Supplied records -
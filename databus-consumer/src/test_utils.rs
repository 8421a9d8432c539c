use std::collections::VecDeque;
use std::sync::atomic::{AtomicUsize, Ordering};
use std::sync::Mutex;
use std::time::Duration;

use async_trait::async_trait;
use rdkafka::error::{KafkaError, KafkaResult};
use tokio::sync::mpsc;
use tokio::sync::Mutex as TokioMutex;

use crate::message::{KafkaMessage, Partition};
use crate::transport::{Transport, TransportEvent};
use crate::worker_pool::MessageHandler;

/// One call made against a `MockTransport`, in call order
#[derive(Debug, Clone, PartialEq, Eq)]
pub enum TransportCall {
    Subscribe(String),
    /// A poll or next_event call that delivered an event
    Delivered,
    Commit,
    CommitMessage { partition: i32, offset: i64 },
    Assign(Vec<Partition>),
    Unassign,
    Close,
}

/// In-memory transport driven by events the test pushes
pub struct MockTransport {
    events_tx: Mutex<Option<mpsc::UnboundedSender<TransportEvent>>>,
    events_rx: TokioMutex<mpsc::UnboundedReceiver<TransportEvent>>,
    calls: Mutex<Vec<TransportCall>>,
    subscribe_failures: Mutex<VecDeque<KafkaError>>,
    commit_error: Mutex<Option<KafkaError>>,
    subscribe_attempts: AtomicUsize,
}

impl Default for MockTransport {
    fn default() -> Self {
        Self::new()
    }
}

impl MockTransport {
    pub fn new() -> Self {
        let (events_tx, events_rx) = mpsc::unbounded_channel();
        Self {
            events_tx: Mutex::new(Some(events_tx)),
            events_rx: TokioMutex::new(events_rx),
            calls: Mutex::new(Vec::new()),
            subscribe_failures: Mutex::new(VecDeque::new()),
            commit_error: Mutex::new(None),
            subscribe_attempts: AtomicUsize::new(0),
        }
    }

    pub fn push(&self, event: TransportEvent) {
        let events_tx = self.events_tx.lock().unwrap();
        if let Some(tx) = events_tx.as_ref() {
            tx.send(event).expect("mock event receiver dropped");
        }
    }

    pub fn push_message(&self, message: KafkaMessage) {
        self.push(TransportEvent::Message(message));
    }

    /// Close the event stream. `next_event` returns `None` once drained.
    pub fn close_events(&self) {
        self.events_tx.lock().unwrap().take();
    }

    /// Make the next `times` subscribe calls fail with `error`
    pub fn fail_subscribe(&self, times: usize, error: KafkaError) {
        let mut failures = self.subscribe_failures.lock().unwrap();
        for _ in 0..times {
            failures.push_back(error.clone());
        }
    }

    /// Make every commit and commit_message call fail with `error`
    pub fn fail_commits(&self, error: KafkaError) {
        *self.commit_error.lock().unwrap() = Some(error);
    }

    pub fn calls(&self) -> Vec<TransportCall> {
        self.calls.lock().unwrap().clone()
    }

    pub fn subscribe_attempts(&self) -> usize {
        self.subscribe_attempts.load(Ordering::SeqCst)
    }

    pub fn commit_count(&self) -> usize {
        self.count_calls(|call| matches!(call, TransportCall::Commit))
    }

    pub fn committed_messages(&self) -> Vec<(i32, i64)> {
        self.calls()
            .into_iter()
            .filter_map(|call| match call {
                TransportCall::CommitMessage { partition, offset } => Some((partition, offset)),
                _ => None,
            })
            .collect()
    }

    pub fn was_closed(&self) -> bool {
        self.count_calls(|call| matches!(call, TransportCall::Close)) > 0
    }

    fn count_calls(&self, predicate: impl Fn(&TransportCall) -> bool) -> usize {
        self.calls.lock().unwrap().iter().filter(|c| predicate(c)).count()
    }

    fn record(&self, call: TransportCall) {
        self.calls.lock().unwrap().push(call);
    }

    fn commit_result(&self) -> KafkaResult<()> {
        match self.commit_error.lock().unwrap().as_ref() {
            Some(e) => Err(e.clone()),
            None => Ok(()),
        }
    }
}

#[async_trait]
impl Transport for MockTransport {
    fn subscribe(&self, topic: &str) -> KafkaResult<()> {
        self.subscribe_attempts.fetch_add(1, Ordering::SeqCst);
        if let Some(e) = self.subscribe_failures.lock().unwrap().pop_front() {
            return Err(e);
        }
        self.record(TransportCall::Subscribe(topic.to_string()));
        Ok(())
    }

    async fn poll(&self, timeout: Duration) -> Option<TransportEvent> {
        let mut rx = self.events_rx.lock().await;
        let event = tokio::time::timeout(timeout, rx.recv()).await.ok().flatten();
        if event.is_some() {
            self.record(TransportCall::Delivered);
        }
        event
    }

    async fn next_event(&self) -> Option<TransportEvent> {
        let event = self.events_rx.lock().await.recv().await;
        if event.is_some() {
            self.record(TransportCall::Delivered);
        }
        event
    }

    fn commit(&self) -> KafkaResult<()> {
        self.record(TransportCall::Commit);
        self.commit_result()
    }

    fn commit_message(&self, message: &KafkaMessage) -> KafkaResult<()> {
        self.record(TransportCall::CommitMessage {
            partition: message.get_partition(),
            offset: message.get_offset(),
        });
        self.commit_result()
    }

    fn assign(&self, partitions: &[Partition]) -> KafkaResult<()> {
        self.record(TransportCall::Assign(partitions.to_vec()));
        Ok(())
    }

    fn unassign(&self) -> KafkaResult<()> {
        self.record(TransportCall::Unassign);
        Ok(())
    }

    fn close(&self) {
        self.record(TransportCall::Close);
    }
}

/// Handler that records every message it sees, optionally sleeping first
#[derive(Default)]
pub struct RecordingHandler {
    delay: Option<Duration>,
    handled: Mutex<Vec<KafkaMessage>>,
}

impl RecordingHandler {
    pub fn new() -> Self {
        Self::default()
    }

    pub fn with_delay(delay: Duration) -> Self {
        Self {
            delay: Some(delay),
            handled: Mutex::new(Vec::new()),
        }
    }

    /// (partition, offset) of every handled message, in handling order
    pub fn handled(&self) -> Vec<(i32, i64)> {
        self.handled
            .lock()
            .unwrap()
            .iter()
            .map(|m| (m.get_partition(), m.get_offset()))
            .collect()
    }

    pub fn handled_messages(&self) -> Vec<KafkaMessage> {
        self.handled.lock().unwrap().clone()
    }

    pub fn handled_count(&self) -> usize {
        self.handled.lock().unwrap().len()
    }
}

#[async_trait]
impl MessageHandler for RecordingHandler {
    async fn handle(&self, message: &KafkaMessage) -> anyhow::Result<()> {
        if let Some(delay) = self.delay {
            tokio::time::sleep(delay).await;
        }
        self.handled.lock().unwrap().push(message.clone());
        Ok(())
    }
}

/// Poll `condition` every 10ms until it holds or `timeout` passes.
/// Returns whether the condition was met.
pub async fn wait_for(timeout: Duration, mut condition: impl FnMut() -> bool) -> bool {
    let deadline = tokio::time::Instant::now() + timeout;
    loop {
        if condition() {
            return true;
        }
        if tokio::time::Instant::now() >= deadline {
            return false;
        }
        tokio::time::sleep(Duration::from_millis(10)).await;
    }
}

/// Test message on `topic`, keyed when `key` is set
pub fn test_message(
    topic: &str,
    partition: i32,
    offset: i64,
    key: Option<&str>,
) -> KafkaMessage {
    KafkaMessage::new_for_test(
        Partition::new(topic.to_string(), partition),
        offset,
        key,
        Some("{}"),
    )
}
use std::sync::Arc;

use anyhow::Context;
use async_trait::async_trait;
use envconfig::Envconfig;
use tracing::level_filters::LevelFilter;
use tracing::{error, info};
use tracing_subscriber::{layer::SubscriberExt, util::SubscriberInitExt, EnvFilter, Layer};

use databus_consumer::config::Config;
use databus_consumer::router::{router, serve, setup_metrics_routes};
use databus_consumer::{Consumer, KafkaMessage, MessageHandler};

fn setup_tracing() -> anyhow::Result<()> {
    let log_layer = tracing_subscriber::fmt::layer().with_filter(
        EnvFilter::builder()
            .with_default_directive(LevelFilter::INFO.into())
            .from_env_lossy()
            .add_directive("rdkafka=warn".parse()?),
    );
    tracing_subscriber::registry().with(log_layer).init();
    Ok(())
}

/// Logs every message it receives
struct LoggingHandler;

#[async_trait]
impl MessageHandler for LoggingHandler {
    async fn handle(&self, message: &KafkaMessage) -> anyhow::Result<()> {
        info!(
            topic = message.get_topic(),
            partition = message.get_partition(),
            offset = message.get_offset(),
            key = message.routing_key().as_deref().unwrap_or(""),
            payload_bytes = message.get_payload().map_or(0, <[u8]>::len),
            "received message"
        );
        Ok(())
    }
}

#[tokio::main]
async fn main() -> anyhow::Result<()> {
    setup_tracing()?;
    info!("Starting databus consumer...");

    let config = Config::init_from_env().context("failed to load configuration from env")?;
    let consumer_config = config.consumer_config();
    info!(
        kafka_hosts = %config.kafka_hosts,
        topic = %config.kafka_consumer_topic,
        group_id = %config.kafka_consumer_group,
        workers = consumer_config.effective_worker_count(),
        "Configuration loaded"
    );

    let consumer = Arc::new(
        Consumer::new(consumer_config, Arc::new(LoggingHandler))
            .context("failed to create kafka consumer")?,
    );

    let app = setup_metrics_routes(router(consumer.clone()))
        .context("failed to install metrics recorder")?;
    let bind = config.bind();
    tokio::spawn(async move {
        if let Err(e) = serve(app, &bind).await {
            error!(error = %e, bind = %bind, "health server failed");
        }
    });

    consumer.start().context("failed to start consumer")?;

    tokio::signal::ctrl_c()
        .await
        .context("failed to listen for ctrl+c")?;
    info!("Shutdown signal received");

    consumer.close().await;
    info!("Databus consumer shut down");
    Ok(())
}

About this exercise - From the listing above, collect each line in which the string "signal" appears.

Task solution -
    tokio::signal::ctrl_c()
    info!("Shutdown signal received");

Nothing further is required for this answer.